A minha mãe, na altura, ainda pertencia à célula dos
Professores. (para os mais desconhecidos da realidade do Partido Comunista
Português, dá-se o nome de célula a uma organização de trabalhadores de uma
empresa que são filiados ao PCP, organizando os comunistas naquele local
de trabalho, que cabe, partindo da sua realidade concreta. No caso de algumas
áreas onde os trabalhadores são, digamos, mais instáveis quanto ao seu local de
trabalho, chama-se células à organização de trabalhadores, por exemplo, como os
Professores. Ainda uma nota à parte: no caso, ainda, da Juventude Comunista
Portuguesa, as células tanto podem ser concelhias/distritais, como ainda por
escolas.)
E durante uns 2 anos ainda pertencia a essa célula e, por conseguinte,
marcavam uma jornada de um dia, com almoço acompanhado. E, como é óbvio, eu ia
como atrelado.
Lembro-me que houve um ano em que fiquei encarregue de limpar,
com a enxada, os restos de relva seca. E no ano seguinte, lembro-me que tive a sorte de pintar alguns portões que rodeavam
o recinto da Quinta do Cabo. Detalhe importante – para além de ter manchado a minha t-shirt do Conselho
Português para a Paz e Cooperação (que obtive numa cerimónia, em Almada, pela ocasião
do aniversário da bomba de Hiroshima), fiquei com um simples cheiro: ao da
tinta. Cheirava tão mal que parecia que tinha alguém morto dentro dela. Era um
cheiro insuportável que sempre que vou lá para alguma implantação – mesmo que
nocturna – tento não pintar nada.
Entretanto, dá-se a pandemia, e por voltas de 2022, já
militante comunista, voltei aos trabalhos. Desse ano recordo uma coisa
particular: de lavar o palco principal com…vassouras. Éramos não-sei-quantas
pessoas ali, de vassouras na mão, a limpar o palco que anos antes tinha subido
para um concerto memorável, e as lonas. Também me recordo de um escaldão enorme
que tive. E aí percebi que tenho pavor a escaldões.

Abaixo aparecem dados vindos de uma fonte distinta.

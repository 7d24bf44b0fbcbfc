//! 分块尺寸选择（partition expansion）。
//!
//! 方案本身只带分块个数；给定查询长度 Q 后由这里产出各分块的长度，
//! 三种策略：均匀、自底向上加权节点数下降、自顶向下加权节点数贪心。

use anyhow::{bail, Result};

use crate::scheme::node_count::weighted_node_count;
use crate::scheme::Search;

/// 均匀切分：每块 ⌊Q/p⌋，余数摊给靠前的块
pub fn uniform_parts(p: usize, query_len: usize) -> Result<Vec<usize>> {
    if p == 0 {
        bail!("scheme has zero parts");
    }
    if query_len < p {
        bail!(
            "query length {} is shorter than the scheme's {} parts",
            query_len, p
        );
    }
    let base = query_len / p;
    let rem = query_len % p;
    Ok((0..p).map(|i| base + usize::from(i < rem)).collect())
}

/// 自底向上：从均匀切分出发，反复把一个单位从收益最大的块挪走
pub fn wnc_parts_bottom_up(
    scheme: &[Search],
    query_len: usize,
    sigma: usize,
    n_text: usize,
    edit: bool,
) -> Result<Vec<usize>> {
    let p = scheme[0].parts();
    let mut parts = uniform_parts(p, query_len)?;
    let mut score = weighted_node_count(scheme, &parts, sigma, n_text, edit);

    // 每轮尝试所有相邻搬运，收敛或步数耗尽为止
    for _ in 0..2 * query_len {
        let mut best: Option<(f64, usize, usize)> = None;
        for from in 0..p {
            if parts[from] <= 1 {
                continue;
            }
            for to in [from.wrapping_sub(1), from + 1] {
                if to >= p {
                    continue;
                }
                parts[from] -= 1;
                parts[to] += 1;
                let cand = weighted_node_count(scheme, &parts, sigma, n_text, edit);
                parts[from] += 1;
                parts[to] -= 1;
                if cand < score && best.as_ref().map(|(b, _, _)| cand < *b).unwrap_or(true) {
                    best = Some((cand, from, to));
                }
            }
        }
        match best {
            Some((cand, from, to)) => {
                parts[from] -= 1;
                parts[to] += 1;
                score = cand;
            }
            None => break,
        }
    }
    Ok(parts)
}

/// 自顶向下：从每块 1 起步，按 step 个字符一批贪心长到 Q
pub fn wnc_parts_top_down(
    scheme: &[Search],
    query_len: usize,
    sigma: usize,
    n_text: usize,
    edit: bool,
    step: usize,
) -> Result<Vec<usize>> {
    let p = scheme[0].parts();
    if step == 0 {
        bail!("top-down expansion step must be positive");
    }
    if query_len < p {
        bail!(
            "query length {} is shorter than the scheme's {} parts",
            query_len, p
        );
    }
    let mut parts = vec![1usize; p];
    let mut remaining = query_len - p;
    while remaining > 0 {
        let grow = step.min(remaining);
        let mut best: Option<(f64, usize)> = None;
        for i in 0..p {
            parts[i] += grow;
            let cand = weighted_node_count(scheme, &parts, sigma, n_text, edit);
            parts[i] -= grow;
            if best.as_ref().map(|(b, _)| cand < *b).unwrap_or(true) {
                best = Some((cand, i));
            }
        }
        parts[best.unwrap().1] += grow;
        remaining -= grow;
    }
    Ok(parts)
}

/// 策略选择（CLI 的 expansion_mode）
#[derive(Debug, Clone, Copy, PartialEq, Eq)]
pub enum ExpansionMode {
    Uniform,
    BottomUp,
    TopDown,
}

impl ExpansionMode {
    pub fn from_name(name: &str) -> Result<Self> {
        match name {
            "uniform" => Ok(ExpansionMode::Uniform),
            "bottomup" => Ok(ExpansionMode::BottomUp),
            "topdown" => Ok(ExpansionMode::TopDown),
            other => bail!("invalid expansion mode \"{}\"", other),
        }
    }

    pub fn parts(
        self,
        scheme: &[Search],
        query_len: usize,
        sigma: usize,
        n_text: usize,
        edit: bool,
    ) -> Result<Vec<usize>> {
        match self {
            ExpansionMode::Uniform => uniform_parts(scheme[0].parts(), query_len),
            ExpansionMode::BottomUp => {
                wnc_parts_bottom_up(scheme, query_len, sigma, n_text, edit)
            }
            ExpansionMode::TopDown => {
                wnc_parts_top_down(scheme, query_len, sigma, n_text, edit, 1)
            }
        }
    }
}

#[cfg(test)]
mod tests {
    use super::*;
    use crate::scheme::generator;

    #[test]
    fn uniform_spreads_remainder_to_front() {
        assert_eq!(uniform_parts(3, 10).unwrap(), vec![4, 3, 3]);
        assert_eq!(uniform_parts(3, 9).unwrap(), vec![3, 3, 3]);
        assert_eq!(uniform_parts(4, 6).unwrap(), vec![2, 2, 1, 1]);
        assert!(uniform_parts(4, 3).is_err());
        assert!(uniform_parts(0, 3).is_err());
    }

    #[test]
    fn weighted_expansions_preserve_total_length() {
        let scheme = generator::h2_k2(0, 2, 4, 0).unwrap();
        for q in [30usize, 100, 151] {
            let bu = wnc_parts_bottom_up(&scheme, q, 4, 1_000_000, false).unwrap();
            assert_eq!(bu.iter().sum::<usize>(), q);
            assert!(bu.iter().all(|&c| c >= 1));
            let td = wnc_parts_top_down(&scheme, q, 4, 1_000_000, false, 2).unwrap();
            assert_eq!(td.iter().sum::<usize>(), q);
            assert!(td.iter().all(|&c| c >= 1));
        }
    }

    #[test]
    fn bottom_up_never_worse_than_uniform() {
        use crate::scheme::node_count::weighted_node_count;
        let scheme = generator::kianfar(0, 2, 4, 0).unwrap();
        let q = 60;
        let uni = uniform_parts(3, q).unwrap();
        let bu = wnc_parts_bottom_up(&scheme, q, 4, 1 << 30, false).unwrap();
        let s_uni = weighted_node_count(&scheme, &uni, 4, 1 << 30, false);
        let s_bu = weighted_node_count(&scheme, &bu, 4, 1 << 30, false);
        assert!(s_bu <= s_uni + 1e-9);
    }

    #[test]
    fn mode_names_parse() {
        assert_eq!(ExpansionMode::from_name("uniform").unwrap(), ExpansionMode::Uniform);
        assert_eq!(ExpansionMode::from_name("bottomup").unwrap(), ExpansionMode::BottomUp);
        assert_eq!(ExpansionMode::from_name("topdown").unwrap(), ExpansionMode::TopDown);
        assert!(ExpansionMode::from_name("sideways").is_err());
    }
}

Se é só disso que me lembro? Não. Mas foi assim.
No ano seguinte, sei de duas coisas: nunca comi tanto gelado
na vida como comi lá. E também percebi, com todas as letras, que há coisas que
simplesmente não combinam: calor e autismo não são a melhor dupla do mundo.
Mas, mesmo assim, guardo memórias bonitas. Porque, no meio do desconforto, do
suor e dos escaldões, havia sempre alguém que sorria, sempre alguém que
partilhava uma piada ou oferecia uma água gelada sem pedir nada em troca.

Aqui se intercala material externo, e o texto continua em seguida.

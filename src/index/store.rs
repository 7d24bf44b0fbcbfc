//! 索引持久化。
//!
//! 两种封装：
//! - 串行格式（`.idx`）：bincode 整体序列化，带魔数/版本校验；
//! - 快速加载格式（`.mmser`）：每个子结构 8 字节对齐并自带长度前缀，
//!   加载端 mmap 后按节批量拷出，mmap 句柄保留在返回的句柄里
//!   （内核的页缓存在后续查询期间继续生效）。

use anyhow::{anyhow, bail, Context, Result};
use memmap2::Mmap;
use std::fs::File;
use std::io::{BufWriter, Write};
use std::ops::Deref;
use std::path::Path;

use crate::index::bitvec::BitVec;
use crate::index::bwt::Segment;
use crate::index::fm::{BiFmIndex, IndexMeta, FM_MAGIC, FM_VERSION};
use crate::index::rank::{Dna4Rank, InterleavedRank, RankDict, ScanRank};
use crate::index::sampler::{SaSampler, SeqPos};

const MM_MAGIC: u64 = 0x464D_5352_4D4D_3031; // "FMSRMM01"

/// 加载后的串行/快速格式一致性校验。不匹配视为致命错误。
fn verify(index: &BiFmIndex) -> Result<()> {
    if index.magic != FM_MAGIC {
        bail!(
            "invalid index file: bad magic (expected 0x{:016X}, got 0x{:016X})",
            FM_MAGIC,
            index.magic
        );
    }
    if index.version != FM_VERSION {
        bail!(
            "unsupported index version: expected {}, got {}",
            FM_VERSION,
            index.version
        );
    }
    let kind = index.fwd.kind();
    if !index.tag.starts_with(kind.name()) {
        bail!(
            "index type tag \"{}\" does not match stored dictionary variant \"{}\"",
            index.tag,
            kind.name()
        );
    }
    if index.c.len() != index.sigma as usize + 1 {
        bail!(
            "C array has {} entries, expected sigma+1={}",
            index.c.len(),
            index.sigma + 1
        );
    }
    if index.fwd.len() != index.rev.len() {
        bail!(
            "forward/reverse dictionaries disagree on text length: {} vs {}",
            index.fwd.len(),
            index.rev.len()
        );
    }
    Ok(())
}

pub fn save_serial(index: &BiFmIndex, path: &Path) -> Result<()> {
    let f = File::create(path)
        .with_context(|| format!("cannot create index file '{}'", path.display()))?;
    let mut w = BufWriter::new(f);
    bincode::serialize_into(&mut w, index)
        .with_context(|| format!("cannot write index to '{}'", path.display()))?;
    w.flush()?;
    Ok(())
}

pub fn load_serial(path: &Path) -> Result<BiFmIndex> {
    let f = File::open(path)
        .with_context(|| format!("cannot open index file '{}'", path.display()))?;
    let index: BiFmIndex = bincode::deserialize_from(std::io::BufReader::new(f))
        .with_context(|| format!("index file '{}' is corrupt", path.display()))?;
    verify(&index)?;
    Ok(index)
}

/// 保留 mmap 的快速加载句柄
pub struct MmapIndex {
    pub index: BiFmIndex,
    #[allow(dead_code)]
    mmap: Mmap,
}

impl Deref for MmapIndex {
    type Target = BiFmIndex;

    fn deref(&self) -> &BiFmIndex {
        &self.index
    }
}

impl MmapIndex {
    pub fn into_inner(self) -> BiFmIndex {
        self.index
    }
}

struct SectionWriter<W: Write> {
    w: W,
    written: u64,
}

impl<W: Write> SectionWriter<W> {
    fn new(w: W) -> Self {
        Self { w, written: 0 }
    }

    fn put_u64(&mut self, v: u64) -> Result<()> {
        self.w.write_all(&v.to_le_bytes())?;
        self.written += 8;
        Ok(())
    }

    fn pad(&mut self) -> Result<()> {
        while self.written % 8 != 0 {
            self.w.write_all(&[0u8])?;
            self.written += 1;
        }
        Ok(())
    }

    /// 长度前缀（元素个数）+ 原始小端负载，补齐到 8 字节
    fn put_u8s(&mut self, data: &[u8]) -> Result<()> {
        self.put_u64(data.len() as u64)?;
        self.w.write_all(data)?;
        self.written += data.len() as u64;
        self.pad()
    }

    fn put_u32s(&mut self, data: &[u32]) -> Result<()> {
        self.put_u64(data.len() as u64)?;
        for &v in data {
            self.w.write_all(&v.to_le_bytes())?;
        }
        self.written += 4 * data.len() as u64;
        self.pad()
    }

    fn put_u64s(&mut self, data: &[u64]) -> Result<()> {
        self.put_u64(data.len() as u64)?;
        for &v in data {
            self.w.write_all(&v.to_le_bytes())?;
        }
        self.written += 8 * data.len() as u64;
        Ok(())
    }
}

struct SectionReader<'a> {
    buf: &'a [u8],
    off: usize,
}

impl<'a> SectionReader<'a> {
    fn new(buf: &'a [u8]) -> Self {
        Self { buf, off: 0 }
    }

    fn take(&mut self, n: usize) -> Result<&'a [u8]> {
        if self.off + n > self.buf.len() {
            bail!("truncated index file (need {} bytes at offset {})", n, self.off);
        }
        let s = &self.buf[self.off..self.off + n];
        self.off += n;
        Ok(s)
    }

    fn get_u64(&mut self) -> Result<u64> {
        let s = self.take(8)?;
        Ok(u64::from_le_bytes(s.try_into().unwrap()))
    }

    fn align(&mut self) {
        self.off = (self.off + 7) & !7;
    }

    fn get_u8s(&mut self) -> Result<Vec<u8>> {
        let n = self.get_u64()? as usize;
        let s = self.take(n)?;
        let v = s.to_vec();
        self.align();
        Ok(v)
    }

    fn get_u32s(&mut self) -> Result<Vec<u32>> {
        let n = self.get_u64()? as usize;
        let s = self.take(n * 4)?;
        let mut v: Vec<u32> = Vec::with_capacity(n);
        // 节起点 8 字节对齐，负载是连续小端序，整块拷出（同 mmap 加载惯例）
        unsafe {
            std::ptr::copy_nonoverlapping(s.as_ptr(), v.as_mut_ptr() as *mut u8, n * 4);
            v.set_len(n);
        }
        self.align();
        Ok(v)
    }

    fn get_u64s(&mut self) -> Result<Vec<u64>> {
        let n = self.get_u64()? as usize;
        let s = self.take(n * 8)?;
        let mut v: Vec<u64> = Vec::with_capacity(n);
        unsafe {
            std::ptr::copy_nonoverlapping(s.as_ptr(), v.as_mut_ptr() as *mut u8, n * 8);
            v.set_len(n);
        }
        Ok(v)
    }
}

fn put_bitvec<W: Write>(w: &mut SectionWriter<W>, bv: &BitVec) -> Result<()> {
    w.put_u64(bv.len)?;
    w.put_u64s(&bv.words)?;
    w.put_u32s(&bv.blocks)?;
    w.put_u64s(&bv.superblocks)
}

fn get_bitvec(r: &mut SectionReader) -> Result<BitVec> {
    Ok(BitVec {
        len: r.get_u64()?,
        words: r.get_u64s()?,
        blocks: r.get_u32s()?,
        superblocks: r.get_u64s()?,
    })
}

fn put_dict<W: Write>(w: &mut SectionWriter<W>, dict: &RankDict) -> Result<()> {
    match dict {
        RankDict::Interleaved(t) => {
            w.put_u64(0)?;
            w.put_u64(t.sigma)?;
            w.put_u64(t.len)?;
            w.put_u64s(&t.superblocks)?;
            w.put_u32s(&t.blocks)?;
            w.put_u64s(&t.words)
        }
        RankDict::Scan(t) => {
            w.put_u64(1)?;
            w.put_u64(t.sigma)?;
            w.put_u64(t.block)?;
            w.put_u8s(&t.bwt)?;
            w.put_u64s(&t.samples)
        }
        RankDict::Dna4(t) => {
            w.put_u64(2)?;
            w.put_u64(t.len)?;
            w.put_u64(t.sentinel_row)?;
            w.put_u64s(&t.packed)?;
            w.put_u32s(&t.blocks)?;
            w.put_u64s(&t.superblocks)
        }
    }
}

fn get_dict(r: &mut SectionReader) -> Result<RankDict> {
    let kind = r.get_u64()?;
    Ok(match kind {
        0 => RankDict::Interleaved(InterleavedRank {
            sigma: r.get_u64()?,
            len: r.get_u64()?,
            superblocks: r.get_u64s()?,
            blocks: r.get_u32s()?,
            words: r.get_u64s()?,
        }),
        1 => RankDict::Scan(ScanRank {
            sigma: r.get_u64()?,
            block: r.get_u64()?,
            bwt: r.get_u8s()?,
            samples: r.get_u64s()?,
        }),
        2 => RankDict::Dna4(Dna4Rank {
            len: r.get_u64()?,
            sentinel_row: r.get_u64()?,
            packed: r.get_u64s()?,
            blocks: r.get_u32s()?,
            superblocks: r.get_u64s()?,
        }),
        other => bail!("unknown rank dictionary variant tag {}", other),
    })
}

pub fn save_mmser(index: &BiFmIndex, path: &Path) -> Result<()> {
    let f = File::create(path)
        .with_context(|| format!("cannot create index file '{}'", path.display()))?;
    let mut w = SectionWriter::new(BufWriter::new(f));

    w.put_u64(MM_MAGIC)?;
    w.put_u64(FM_VERSION as u64)?;
    w.put_u64(index.sigma)?;
    w.put_u64(index.sampling_rate)?;
    let flags = (index.delimited as u64) | ((index.mirrored as u64) << 1);
    w.put_u64(flags)?;
    w.put_u8s(index.tag.as_bytes())?;

    put_dict(&mut w, &index.fwd)?;
    w.put_u64s(&index.c)?;
    put_dict(&mut w, &index.rev)?;

    // 采样器：位向量 + 三列条目
    w.put_u64(index.sampler.rate)?;
    put_bitvec(&mut w, &index.sampler.rows)?;
    let seqs: Vec<u32> = index.sampler.entries.iter().map(|e| e.seq).collect();
    let poss: Vec<u32> = index.sampler.entries.iter().map(|e| e.pos).collect();
    let revs: Vec<u8> = index.sampler.entries.iter().map(|e| e.reverse as u8).collect();
    w.put_u32s(&seqs)?;
    w.put_u32s(&poss)?;
    w.put_u8s(&revs)?;

    // 边界表：n 对 (seqLen, reverseFlag)
    let lens: Vec<u32> = index.segments.iter().map(|s| s.len).collect();
    let flags_seg: Vec<u8> = index.segments.iter().map(|s| s.reverse as u8).collect();
    w.put_u32s(&lens)?;
    w.put_u8s(&flags_seg)?;

    let meta = bincode::serialize(&index.meta)?;
    w.put_u8s(&meta)?;

    w.w.flush()?;
    Ok(())
}

pub fn load_mmser(path: &Path) -> Result<MmapIndex> {
    let f = File::open(path)
        .with_context(|| format!("cannot open index file '{}'", path.display()))?;
    let mmap = unsafe { Mmap::map(&f) }
        .with_context(|| format!("cannot mmap index file '{}'", path.display()))?;

    let mut r = SectionReader::new(&mmap);
    let magic = r.get_u64()?;
    if magic != MM_MAGIC {
        bail!(
            "invalid mmser index '{}': bad magic (expected 0x{:016X}, got 0x{:016X})",
            path.display(), MM_MAGIC, magic
        );
    }
    let version = r.get_u64()? as u32;
    let sigma = r.get_u64()?;
    let sampling_rate = r.get_u64()?;
    let flags = r.get_u64()?;
    let tag = String::from_utf8(r.get_u8s()?)
        .map_err(|_| anyhow!("index type tag is not valid UTF-8"))?;

    let fwd = get_dict(&mut r)?;
    let c = r.get_u64s()?;
    let rev = get_dict(&mut r)?;

    let rate = r.get_u64()?;
    let rows = get_bitvec(&mut r)?;
    let seqs = r.get_u32s()?;
    let poss = r.get_u32s()?;
    let revs = r.get_u8s()?;
    if seqs.len() != poss.len() || seqs.len() != revs.len() {
        bail!("sampler entry columns have inconsistent lengths");
    }
    let entries: Vec<SeqPos> = seqs
        .into_iter()
        .zip(poss)
        .zip(revs)
        .map(|((seq, pos), rv)| SeqPos { seq, pos, reverse: rv != 0 })
        .collect();
    let sampler = SaSampler { rate, rows, entries };

    let lens = r.get_u32s()?;
    let seg_flags = r.get_u8s()?;
    if lens.len() != seg_flags.len() {
        bail!("segment table columns have inconsistent lengths");
    }
    let segments: Vec<Segment> = lens
        .into_iter()
        .zip(seg_flags)
        .map(|(len, rv)| Segment { len, reverse: rv != 0 })
        .collect();

    let meta: IndexMeta = bincode::deserialize(&r.get_u8s()?)?;

    let index = BiFmIndex {
        magic: FM_MAGIC,
        version,
        sigma,
        sampling_rate,
        tag,
        fwd,
        c,
        rev,
        sampler,
        segments,
        delimited: flags & 1 != 0,
        mirrored: flags & 2 != 0,
        meta,
    };
    verify(&index)?;
    Ok(MmapIndex { index, mmap })
}

/// 按扩展名选择格式：`.mmser` 走 mmap 快路径，否则按串行格式读。
pub fn load_auto(path: &Path) -> Result<BiFmIndex> {
    if path.extension().and_then(|e| e.to_str()) == Some("mmser") {
        Ok(load_mmser(path)?.into_inner())
    } else {
        load_serial(path)
    }
}

#[cfg(test)]
mod tests {
    use super::*;
    use crate::index::fm::BuildOpts;

    fn toy_index() -> BiFmIndex {
        let refs = vec![vec![1u8, 2, 3, 4, 1, 2, 3, 4], vec![2u8, 2, 4, 1]];
        let mut idx = BiFmIndex::build(
            &refs,
            BuildOpts { sampling_rate: 4, ..BuildOpts::default() },
        )
        .unwrap();
        idx.set_meta(IndexMeta {
            reference_file: Some("toy.fa".to_string()),
            build_args: Some("index toy.fa".to_string()),
            build_timestamp: Some("2024-01-01T00:00:00Z".to_string()),
        });
        idx
    }

    fn assert_same_answers(a: &BiFmIndex, b: &BiFmIndex) {
        assert_eq!(a.sigma, b.sigma);
        assert_eq!(a.size(), b.size());
        assert_eq!(a.c, b.c);
        assert_eq!(a.segments, b.segments);
        for pat in [&[1u8, 2][..], &[2, 3, 4], &[4, 1], &[1, 2, 3, 4]] {
            let ca = a.backward_search(pat).map(|c| (c.lb, c.len, c.lb_rev));
            let cb = b.backward_search(pat).map(|c| (c.lb, c.len, c.lb_rev));
            assert_eq!(ca, cb, "pattern {:?}", pat);
        }
        for row in 0..a.size() {
            assert_eq!(a.locate(row), b.locate(row), "row {}", row);
        }
    }

    #[test]
    fn serial_roundtrip_and_idempotence() {
        let idx = toy_index();
        let p1 = std::env::temp_dir().join("fmsearch_rust_test_serial.idx");
        let p2 = std::env::temp_dir().join("fmsearch_rust_test_serial2.idx");
        save_serial(&idx, &p1).unwrap();
        let loaded = load_serial(&p1).unwrap();
        assert_same_answers(&idx, &loaded);
        save_serial(&loaded, &p2).unwrap();
        let b1 = std::fs::read(&p1).unwrap();
        let b2 = std::fs::read(&p2).unwrap();
        assert_eq!(b1, b2, "reserialization must be byte-identical");
        std::fs::remove_file(&p1).ok();
        std::fs::remove_file(&p2).ok();
    }

    #[test]
    fn mmser_roundtrip_and_idempotence() {
        let idx = toy_index();
        let p1 = std::env::temp_dir().join("fmsearch_rust_test_a.mmser");
        let p2 = std::env::temp_dir().join("fmsearch_rust_test_b.mmser");
        save_mmser(&idx, &p1).unwrap();
        let loaded = load_mmser(&p1).unwrap();
        assert_same_answers(&idx, &loaded.index);
        save_mmser(&loaded.index, &p2).unwrap();
        let b1 = std::fs::read(&p1).unwrap();
        let b2 = std::fs::read(&p2).unwrap();
        assert_eq!(b1, b2);
        std::fs::remove_file(&p1).ok();
        std::fs::remove_file(&p2).ok();
    }

    #[test]
    fn load_detects_bad_magic() {
        let p = std::env::temp_dir().join("fmsearch_rust_test_bad.mmser");
        std::fs::write(&p, [0u8; 64]).unwrap();
        assert!(load_mmser(&p).is_err());
        std::fs::remove_file(&p).ok();
    }

    #[test]
    fn load_auto_picks_format_by_extension() {
        let idx = toy_index();
        let ps = std::env::temp_dir().join("fmsearch_rust_test_auto.idx");
        let pm = std::env::temp_dir().join("fmsearch_rust_test_auto.mmser");
        save_serial(&idx, &ps).unwrap();
        save_mmser(&idx, &pm).unwrap();
        let a = load_auto(&ps).unwrap();
        let b = load_auto(&pm).unwrap();
        assert_same_answers(&a, &b);
        std::fs::remove_file(&ps).ok();
        std::fs::remove_file(&pm).ok();
    }
}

A Festa do Avante — e, mais ainda, as Jornadas de
Implantação — têm essa magia: a magia de nos unir na diferença, de criar um
espaço onde até quem não se sente à vontade em lado nenhum encontra, nem que
seja por umas horas, um bocadinho de chão firme debaixo dos pés.
Se volto para o ano? Não sei.
Se quero voltar? Sim, quero.
Mesmo que me doa tudo, mesmo que a bateria social vá pelo
cano abaixo, mesmo que o calor me derreta a paciência — quero voltar. Porque é
ali que me lembro do que significa lutar com as mãos e com o corpo, não só com
palavras bonitas.
É ali que me lembro que ser comunista não é só um rótulo ou
uma frase para pôr na bio: é uma construção, literal e metafórica, feita de
tinta, de portões, de enxadas, de lonas, de vassouras, de gelados e de gente.
Muita gente.
Gente que acredita, como eu, que o mundo não tem de ser
assim para sempre.
E pode parecer só um festival, pode parecer só um
fim-de-semana, pode parecer só um campo de trabalho…
Mas não é.
É um sopro de esperança. É uma terra dos sonhos.
E, goste-se ou não, é a minha também.
Este texto não teve ajuda de Inteligência Artificial.